IUDs are polyethylene artifacts, to which copper or hormones may be added, which are inserted into the uterine cavity exerting their contraceptive function.

They act by preventing fertilization, making it difficult for sperm to pass through the female reproductive tract.

The most common problems during IUD use are expulsion of the device, pelvic pain, dysmenorrhea (irregular bleeding in the early months) and increased risk of infection (acute infection without improvement or persistent infections imply removal of the IUD). It should be placed by the physician and semi-annual control is required and whenever leukorrhea (abnormal vaginal discharge) appears.
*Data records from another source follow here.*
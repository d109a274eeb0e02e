//! Common test utilities for bits-migrate integration tests

#![allow(dead_code)]

use std::path::{Path, PathBuf};

use git2::{Repository, RepositoryInitOptions, Signature};
use serde_json::Value;
use tempfile::TempDir;

/// A scratch directory holding state files, app sources and the bits root
pub struct TestWorkspace {
    pub temp: TempDir,
    pub path: PathBuf,
}

impl TestWorkspace {
    pub fn new() -> Self {
        let temp = TempDir::new().expect("Failed to create temp directory");
        let path = temp.path().to_path_buf();
        Self { temp, path }
    }

    /// Write a file in workspace
    pub fn write_file(&self, path: &str, content: &str) -> PathBuf {
        let file_path = self.path.join(path);
        if let Some(parent) = file_path.parent() {
            std::fs::create_dir_all(parent).expect("Failed to create parent directory");
        }
        std::fs::write(&file_path, content).expect("Failed to write file");
        file_path
    }

    /// Read a file from workspace
    pub fn read_file(&self, path: &str) -> String {
        std::fs::read_to_string(self.path.join(path)).expect("Failed to read file")
    }

    pub fn file_exists(&self, path: &str) -> bool {
        self.path.join(path).exists()
    }

    /// Write a single-instance state file with the given attributes
    pub fn write_state(&self, name: &str, id: &str, attributes: &[(&str, &str)]) -> PathBuf {
        let attributes: serde_json::Map<String, Value> = attributes
            .iter()
            .map(|(k, v)| ((*k).to_string(), Value::String((*v).to_string())))
            .collect();
        let state = serde_json::json!({ "id": id, "attributes": attributes });
        self.write_file(name, &serde_json::to_string_pretty(&state).expect("valid json"))
    }

    /// Read a state file as JSON
    pub fn read_state(&self, name: &str) -> Value {
        serde_json::from_str(&self.read_file(name)).expect("Failed to parse state file")
    }

    /// Create an application directory with a couple of files
    pub fn create_app(&self, name: &str) -> PathBuf {
        self.write_file(&format!("{name}/index.html"), "<h1>hello</h1>");
        self.write_file(&format!("{name}/static/site.css"), "body {}");
        self.path.join(name)
    }

    /// Create a git repository with one commit on `main`
    pub fn create_git_repo(&self, name: &str) -> PathBuf {
        let path = self.path.join(name);
        let mut options = RepositoryInitOptions::new();
        options.initial_head("main");
        let repo = Repository::init_opts(&path, &options).expect("Failed to init repository");
        commit(&repo, "index.html", "<h1>from git</h1>");
        path
    }

    pub fn bits_dir(&self) -> PathBuf {
        self.path.join("bits")
    }
}

impl Default for TestWorkspace {
    fn default() -> Self {
        Self::new()
    }
}

/// Commit `content` as `name` on HEAD
pub fn commit(repo: &Repository, name: &str, content: &str) {
    let workdir = repo.workdir().expect("work tree");
    std::fs::write(workdir.join(name), content).expect("Failed to write file");

    let mut index = repo.index().expect("index");
    index.add_path(Path::new(name)).expect("Failed to stage");
    index.write().expect("Failed to write index");
    let tree = repo
        .find_tree(index.write_tree().expect("tree"))
        .expect("tree");
    let sig = Signature::now("Test", "test@test.com").expect("signature");
    let parent = repo.head().ok().and_then(|h| h.peel_to_commit().ok());
    let parents: Vec<_> = parent.iter().collect();
    repo.commit(Some("HEAD"), &sig, &sig, "commit", &tree, &parents)
        .expect("Failed to commit");
}

/// Names of the entries in a zip archive
pub fn zip_entries(path: &Path) -> Vec<String> {
    let file = std::fs::File::open(path).expect("Failed to open archive");
    let zip = zip::ZipArchive::new(file).expect("Invalid zip archive");
    let mut names: Vec<String> = zip.file_names().map(str::to_string).collect();
    names.sort();
    names
}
Women who have heavy bleeding or heavy menstrual cramps, or who have any intrauterine abnormalities such as fibroids or gynecological cancer, fallopian tubes, vaginal bleeding, or copper allergy cannot use the IUD.

Pregnancy rarely occurs (high efficacy, ranging from 95 to 99.7%) with risk of miscarriage in the 1st and 2nd trimesters.

IUD removal can be done after ultrasound evaluation, considering the risks to the embryo. If withdrawal is not possible due to risk of miscarriage, the patient should be followed at short intervals and advised of vaginal bleeding and leukorrhea.